O «Expresso» avançou esta sexta-feira com uma ação judicial com o objetivo de anular a decisão do diretor-geral de Reinserção e Serviços Prisionais (DGRSP), que impede o jornal de entrevistar o ex-primeiro-ministro José Sócrates.

Em comunicado citado pela Lusa, a direção do «Expresso» explica que, «perante a recusa comunicada pelo DGRSP, sustentada nos pareceres do juiz de Instrução e do Ministério Público», o semanário «avançou com uma intimação para proteção de direitos, liberdades e garantias».

Com base no ponto 3 do Código Deontológico do Jornalista, que afirma que qualquer jornalista deve lutar contra as restrições no acesso às fontes de informação e as tentativas de limitar a liberdade de expressão e o direito de informar, a direção «alega que o despacho do juiz, em que se baseou a decisão do DGRPS, só se pode opor à concessão de autorização da dita entrevista com base na ponderação do prejuízo da mesma para as finalidades da prisão preventiva».

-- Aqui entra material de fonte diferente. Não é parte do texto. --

//! System V shared memory segment and semaphore lock

use super::{KeyedLock, Opened, Segment};
use crate::config::ChannelConfig;
use crate::error::{ShmError, ShmResult};
use crate::platform;
use nix::errno::Errno;
use std::ptr::NonNull;
use std::time::{Duration, Instant};
use tracing::{debug, warn};

/// Create-vs-remove races are retried this many times before giving up.
const OPEN_ATTEMPTS: usize = 4;

/// Interval between checks for a freshly created semaphore's first post.
const INIT_POLL: Duration = Duration::from_millis(1);

/// Segment attached with `shmat`.
pub struct SysVSegment {
    key: i32,
    id: i32,
    base: Option<NonNull<u8>>,
    len: usize,
}

// The mapping is process-wide; access through it is synchronized by callers.
unsafe impl Send for SysVSegment {}
unsafe impl Sync for SysVSegment {}

impl Segment for SysVSegment {
    fn base(&self) -> *mut u8 {
        self.base.map_or(std::ptr::null_mut(), NonNull::as_ptr)
    }

    fn len(&self) -> usize {
        self.len
    }

    fn attach_count(&self) -> ShmResult<Option<u64>> {
        let stat = platform::shm_stat(self.id).map_err(|e| ShmError::from_errno(self.key, e))?;
        Ok(Some(stat.attached))
    }

    fn detach(&mut self) -> ShmResult<()> {
        if let Some(base) = self.base.take() {
            platform::shm_detach(base)?;
            debug!(key = self.key, id = self.id, "detached sysv segment");
        }
        Ok(())
    }

    fn remove(&mut self) -> ShmResult<()> {
        let stat = platform::shm_stat(self.id).map_err(|e| ShmError::from_errno(self.key, e))?;
        let mine = u64::from(self.base.is_some());
        let others = stat.attached.saturating_sub(mine);
        if others > 0 {
            return Err(ShmError::StillAttached {
                key: self.key,
                attached: Some(others),
            });
        }

        self.detach()?;
        platform::shm_remove(self.id).map_err(|e| ShmError::from_errno(self.key, e))?;
        Ok(())
    }
}

impl Drop for SysVSegment {
    fn drop(&mut self) {
        if let Err(e) = self.detach() {
            warn!(key = self.key, "failed to detach sysv segment: {}", e);
        }
    }
}

/// Binary semaphore under the segment's key, operated with `SEM_UNDO` so a
/// holder that dies releases it.
pub struct SemaphoreLock {
    key: i32,
    id: i32,
}

impl SemaphoreLock {
    /// Create the semaphore (initial value 1) or attach to an existing one.
    ///
    /// Returns whether this call created it. An attacher waits up to
    /// `init_timeout` for the creator's first post; a set whose creator died
    /// before posting yields `LockTimeout` until it is destroyed.
    pub fn open(key: i32, permissions: u32, init_timeout: Duration) -> ShmResult<(Self, bool)> {
        for _ in 0..OPEN_ATTEMPTS {
            match platform::sem_create_exclusive(key, permissions) {
                Ok(id) => {
                    let lock = Self { key, id };
                    if let Err(e) = platform::sem_post_initial(id) {
                        let _ = lock.remove();
                        return Err(ShmError::from_errno(key, e));
                    }
                    debug!(key, id, "created semaphore lock");
                    return Ok((lock, true));
                }
                Err(Errno::EEXIST) => match platform::sem_lookup(key) {
                    Ok(id) => {
                        let lock = Self { key, id };
                        lock.wait_initialized(init_timeout)?;
                        return Ok((lock, false));
                    }
                    // Removed between our create and lookup; try again.
                    Err(Errno::ENOENT) => continue,
                    Err(e) => return Err(ShmError::from_errno(key, e)),
                },
                Err(e) => return Err(ShmError::from_errno(key, e)),
            }
        }
        Err(ShmError::NotFound { key })
    }

    fn wait_initialized(&self, timeout: Duration) -> ShmResult<()> {
        let deadline = Instant::now() + timeout;
        loop {
            if platform::sem_initialized(self.id).map_err(|e| ShmError::from_errno(self.key, e))? {
                return Ok(());
            }
            if Instant::now() >= deadline {
                warn!(key = self.key, id = self.id, "semaphore never initialized by its creator");
                return Err(ShmError::LockTimeout {
                    key: self.key,
                    timeout,
                });
            }
            std::thread::sleep(INIT_POLL);
        }
    }
}

impl KeyedLock for SemaphoreLock {
    fn try_acquire(&self) -> ShmResult<bool> {
        platform::sem_try_op(self.id, -1).map_err(|e| ShmError::from_errno(self.key, e))
    }

    fn release(&self) -> ShmResult<()> {
        while !platform::sem_try_op(self.id, 1).map_err(|e| ShmError::from_errno(self.key, e))? {}
        Ok(())
    }

    fn remove(&self) -> ShmResult<()> {
        match platform::sem_remove(self.id) {
            Ok(()) | Err(Errno::EINVAL) | Err(Errno::EIDRM) => Ok(()),
            Err(e) => Err(ShmError::from_errno(self.key, e)),
        }
    }
}

/// Create-or-attach (or attach-only) by key.
pub fn open(config: &ChannelConfig, size: usize, create: bool) -> ShmResult<Opened> {
    let key = config.key;
    let (id, created) = create_or_lookup(key, size, config.permissions, create)?;

    if !created {
        let stat = platform::shm_stat(id).map_err(|e| ShmError::from_errno(key, e))?;
        if stat.size != size {
            return Err(ShmError::SegmentSizeMismatch {
                key,
                expected: size,
                actual: stat.size,
            });
        }
    }

    let (lock, lock_created) = match SemaphoreLock::open(key, config.permissions, config.lock_timeout()) {
        Ok(opened) => opened,
        Err(e) => {
            if created {
                let _ = platform::shm_remove(id);
            }
            return Err(e);
        }
    };
    let base = match platform::shm_attach(id) {
        Ok(base) => base,
        Err(e) => {
            if created {
                let _ = platform::shm_remove(id);
            }
            if lock_created {
                let _ = lock.remove();
            }
            return Err(ShmError::from_errno(key, e));
        }
    };

    debug!(key, id, size, created, "attached sysv segment");
    Ok(Opened {
        segment: Box::new(SysVSegment {
            key,
            id,
            base: Some(base),
            len: size,
        }),
        lock: Box::new(lock),
        created,
    })
}

fn create_or_lookup(key: i32, size: usize, permissions: u32, create: bool) -> ShmResult<(i32, bool)> {
    if !create {
        return platform::shm_lookup(key)
            .map(|id| (id, false))
            .map_err(|e| ShmError::from_errno(key, e));
    }

    for _ in 0..OPEN_ATTEMPTS {
        match platform::shm_create_exclusive(key, size, permissions) {
            Ok(id) => return Ok((id, true)),
            Err(Errno::EEXIST) => match platform::shm_lookup(key) {
                Ok(id) => return Ok((id, false)),
                Err(Errno::ENOENT) => continue,
                Err(e) => return Err(ShmError::from_errno(key, e)),
            },
            Err(e) => return Err(ShmError::from_errno(key, e)),
        }
    }
    Err(ShmError::NotFound { key })
}

/// Destroy the segment and semaphore for `key` from outside any handle.
pub fn destroy_key(key: i32) -> ShmResult<()> {
    let id = platform::shm_lookup(key).map_err(|e| ShmError::from_errno(key, e))?;
    let stat = platform::shm_stat(id).map_err(|e| ShmError::from_errno(key, e))?;
    if stat.attached > 0 {
        return Err(ShmError::StillAttached {
            key,
            attached: Some(stat.attached),
        });
    }
    platform::shm_remove(id).map_err(|e| ShmError::from_errno(key, e))?;

    match platform::sem_lookup(key) {
        Ok(sem) => SemaphoreLock { key, id: sem }.remove(),
        Err(Errno::ENOENT) => Ok(()),
        Err(e) => Err(ShmError::from_errno(key, e)),
    }
}

#[cfg(test)]
mod tests {
    use super::*;
    use crate::testutil::unique_key;

    fn config(key: i32) -> ChannelConfig {
        ChannelConfig::new(key)
    }

    #[test]
    fn create_then_attach() {
        let key = unique_key();
        let first = open(&config(key), 12, true).unwrap();
        assert!(first.created);

        let second = open(&config(key), 12, true).unwrap();
        assert!(!second.created);
        assert_eq!(second.segment.attach_count().unwrap(), Some(2));

        drop(first);
        drop(second);
        destroy_key(key).unwrap();
    }

    #[test]
    fn attach_only_requires_existing() {
        let key = unique_key();
        assert!(matches!(
            open(&config(key), 12, false),
            Err(ShmError::NotFound { .. })
        ));
    }

    #[test]
    fn size_mismatch_detected_before_attach() {
        let key = unique_key();
        let first = open(&config(key), 12, true).unwrap();

        let result = open(&config(key), 16, true);
        assert!(matches!(
            result,
            Err(ShmError::SegmentSizeMismatch {
                expected: 16,
                actual: 12,
                ..
            })
        ));
        assert_eq!(first.segment.attach_count().unwrap(), Some(1));

        drop(first);
        destroy_key(key).unwrap();
    }

    #[test]
    fn semaphore_excludes_second_holder() {
        let key = unique_key();
        let opened = open(&config(key), 12, true).unwrap();
        let (other, created) = SemaphoreLock::open(key, 0o600, Duration::from_millis(50)).unwrap();
        assert!(!created);

        assert!(opened.lock.try_acquire().unwrap());
        assert!(!other.try_acquire().unwrap());
        opened.lock.release().unwrap();
        assert!(other.try_acquire().unwrap());
        other.release().unwrap();

        drop(opened);
        destroy_key(key).unwrap();
    }

    #[test]
    fn semaphore_left_uninitialized_times_out() {
        let key = unique_key();
        // Creator died between semget and its first post.
        let orphan = platform::sem_create_exclusive(key, 0o600).unwrap();

        let started = Instant::now();
        let result = SemaphoreLock::open(key, 0o600, Duration::from_millis(30));
        assert!(matches!(result, Err(ShmError::LockTimeout { .. })));
        assert!(started.elapsed() >= Duration::from_millis(30));

        assert!(matches!(
            open(&config(key).with_lock_timeout(Duration::from_millis(30)), 12, true),
            Err(ShmError::LockTimeout { .. })
        ));
        // The segment created by the failed open was removed again.
        assert_eq!(platform::shm_lookup(key), Err(Errno::ENOENT));

        platform::sem_remove(orphan).unwrap();
    }

    #[test]
    fn created_semaphore_starts_free() {
        let key = unique_key();
        let (lock, created) = SemaphoreLock::open(key, 0o600, Duration::from_millis(30)).unwrap();
        assert!(created);
        assert_eq!(platform::sem_value(lock.id).unwrap(), 1);
        assert!(platform::sem_initialized(lock.id).unwrap());

        let (again, created) = SemaphoreLock::open(key, 0o600, Duration::from_millis(30)).unwrap();
        assert!(!created);
        assert!(again.try_acquire().unwrap());
        again.release().unwrap();
        lock.remove().unwrap();
    }

    #[test]
    fn remove_refuses_while_other_attached() {
        let key = unique_key();
        let mut first = open(&config(key), 12, true).unwrap();
        let second = open(&config(key), 12, true).unwrap();

        assert!(matches!(
            first.segment.remove(),
            Err(ShmError::StillAttached {
                attached: Some(1),
                ..
            })
        ));

        drop(second);
        first.segment.remove().unwrap();
        first.lock.remove().unwrap();
        assert!(matches!(destroy_key(key), Err(ShmError::NotFound { .. })));
    }
}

Segundo o «Expresso», o juiz «tem de fundamentar a sua recusa com esta submissão e explicar porque impede um jornal de aceder a uma fonte de informação».

A direção do jornal, liderada por Ricardo Costa, recorda que a liberdade de imprensa é um direito constitucional «que implica o direito de os jornalistas terem livre acesso às fontes de informação».

O semanário argumenta que isso «não está a ser tomado em conta nesta decisão», razão pela qual a direção «pretende assegurar o exercício, em tempo útil, do seu direito de liberdade de imprensa, solicitando que lhe seja concedida autorização para aceder à fonte identificada e dela recolher a informação que entender por conveniente, podendo publicá-la».

Na edição de sábado, o semanário vai divulgar as 81 perguntas que pretende fazer a José Sócrates, pelo que «ficará assim claro e evidente que a entrevista seria de inegável interesse público», conclui o semanário.